Questa pratica è rimasta abbastanza borderline, in Italia, per la presenza dell’articolo 109 del Testo unico delle leggi di pubblica sicurezza, che parla dell’identificazione fisica dell’ospite da parte del proprietario della struttura (una evidenza che è stata sottolineata anche nella circolare del Viminale, ribadendo l’importanza della verifica del documento d’identità). Tuttavia, le esigenze degli host e dei turisti hanno portato sempre più spesso a tollerare queste pratiche che, nel corso del tempo, hanno affinato anche i ritrovati tecnologici di riferimento: le key boxes, ad esempio, sono sempre più diffuse.
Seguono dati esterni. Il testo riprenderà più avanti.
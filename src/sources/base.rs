//! Trait base para fontes lexicais e cliente HTTP compartilhado.

use std::time::Duration;

use async_trait::async_trait;
use reqwest::Url;
use serde::de::DeserializeOwned;

use crate::types::config::{SourceConfig, SourcesConfig};
use crate::types::{Category, CategoryResult, NormalizedWord};
use crate::{WordscopeError, WordscopeResult};

/// Trait para fontes de dados lexicais.
///
/// Cada fonte encapsula um provedor remoto e normaliza a resposta
/// no formato da sua categoria.
#[async_trait]
pub trait LexicalSource: Send + Sync {
    /// Retorna o nome da fonte.
    fn name(&self) -> &str;

    /// Categoria preenchida por esta fonte.
    fn category(&self) -> Category;

    /// Consulta o provedor, propagando qualquer falha.
    async fn try_fetch(&self, word: &NormalizedWord) -> WordscopeResult<CategoryResult>;

    /// Consulta o provedor sem nunca falhar.
    ///
    /// Qualquer erro vira o resultado vazio da categoria.
    async fn fetch(&self, word: &NormalizedWord) -> CategoryResult {
        match self.try_fetch(word).await {
            Ok(result) => result,
            Err(e) => {
                tracing::debug!(
                    source = self.name(),
                    word = %word,
                    error = %e,
                    "Source failed, using empty result"
                );
                self.category().empty_result()
            }
        }
    }
}

/// Cria o cliente HTTP compartilhado por todas as fontes.
pub fn build_http_client(user_agent: &str) -> WordscopeResult<reqwest::Client> {
    let client = reqwest::Client::builder()
        .user_agent(user_agent)
        .build()?;
    Ok(client)
}

/// Endpoint de um provedor com seu timeout.
#[derive(Debug, Clone)]
pub struct HttpEndpoint {
    name: String,
    client: reqwest::Client,
    endpoint: String,
    timeout: Duration,
}

impl HttpEndpoint {
    /// Cria um endpoint.
    pub fn new(
        name: impl Into<String>,
        client: reqwest::Client,
        endpoint: impl Into<String>,
        timeout: Duration,
    ) -> Self {
        Self {
            name: name.into(),
            client,
            endpoint: endpoint.into(),
            timeout,
        }
    }

    /// Cria endpoint a partir da configuração do TOML.
    pub fn from_config(
        name: &str,
        client: &reqwest::Client,
        source: &SourceConfig,
        sources: &SourcesConfig,
    ) -> Self {
        Self::new(
            name,
            client.clone(),
            source.endpoint.clone(),
            sources.timeout_for(source),
        )
    }

    pub fn name(&self) -> &str {
        &self.name
    }

    /// URL do endpoint com `segment` anexado como último trecho do caminho.
    pub fn url_with_segment(&self, segment: &str) -> WordscopeResult<Url> {
        let mut url = Url::parse(&self.endpoint).map_err(|e| {
            WordscopeError::SourceFailed(self.name.clone(), format!("URL inválida: {}", e))
        })?;

        url.path_segments_mut()
            .map_err(|_| {
                WordscopeError::SourceFailed(
                    self.name.clone(),
                    "URL não aceita segmentos de caminho".to_string(),
                )
            })?
            .pop_if_empty()
            .push(segment);

        Ok(url)
    }

    /// GET no endpoint com query string, decodificando o corpo JSON.
    pub async fn get_json<T: DeserializeOwned>(&self, query: &[(&str, &str)]) -> WordscopeResult<T> {
        let url = Url::parse(&self.endpoint).map_err(|e| {
            WordscopeError::SourceFailed(self.name.clone(), format!("URL inválida: {}", e))
        })?;
        self.get_json_url(url, query).await
    }

    /// GET em uma URL já montada, decodificando o corpo JSON.
    ///
    /// Status fora de 2xx, corpo inválido e timeout viram erro.
    pub async fn get_json_url<T: DeserializeOwned>(
        &self,
        url: Url,
        query: &[(&str, &str)],
    ) -> WordscopeResult<T> {
        let request = async {
            let response = self.client.get(url).query(query).send().await?;

            let status = response.status();
            if !status.is_success() {
                return Err(WordscopeError::SourceFailed(
                    self.name.clone(),
                    format!("HTTP {}", status),
                ));
            }

            let body = response.bytes().await?;
            let parsed = serde_json::from_slice::<T>(&body).map_err(|e| {
                WordscopeError::SourceFailed(
                    self.name.clone(),
                    format!("Falha ao parsear JSON: {}", e),
                )
            })?;
            Ok::<T, WordscopeError>(parsed)
        };

        match tokio::time::timeout(self.timeout, request).await {
            Ok(result) => result,
            Err(_) => Err(WordscopeError::SourceTimeout(self.name.clone())),
        }
    }
}

/// Corta a resposta nos primeiros `limit` itens e descarta os vazios.
///
/// O corte vem antes do filtro: itens em branco do provedor ocupam vaga.
pub(crate) fn take_non_empty<I>(items: I, limit: usize) -> Vec<String>
where
    I: IntoIterator<Item = String>,
{
    items
        .into_iter()
        .take(limit)
        .map(|item| item.trim().to_string())
        .filter(|item| !item.is_empty())
        .collect()
}
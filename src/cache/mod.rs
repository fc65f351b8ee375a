//! Cache LRU de registros de palavras.
//!
//! Este módulo implementa um cache Least Recently Used (LRU) com TTL
//! absoluto, evitando consultar novamente todas as fontes para uma
//! palavra pedida há pouco tempo.

mod lru;

pub use lru::{CacheStats, CachedRecord, WordCache};
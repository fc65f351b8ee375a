//! Tipos compartilhados do Wordscope.

pub mod config;
pub mod errors;
pub mod record;
pub mod word;

pub use record::{Category, CategoryResult, Definition, Titles, Translation, WordRecord};
pub use word::NormalizedWord;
Dopo l’interlocuzione tra il proprietario e l’ospite, infatti, a quest’ultimo viene fornito un codice univoco che permetterà di aprire la cassettina presente davanti alla struttura per ottenere le chiavi d’accesso alla stanza prenotata. Non è un caso che queste key boxes siano diventate, nel corso del tempo, dei veri e propri simboli della protesta di chi se la prendeva con l’overtourism e con la proliferazione degli affitti brevi (con conseguente aumento dei prezzi degli affitti a medio e lungo termine). Né la circolare arriva inaspettata, dal momento che la città di Firenze (particolarmente sensibile al tema delle piattaforme turistiche digitali e degli affitti brevi) aveva già deciso di vietare le key boxes a partire dal 2025.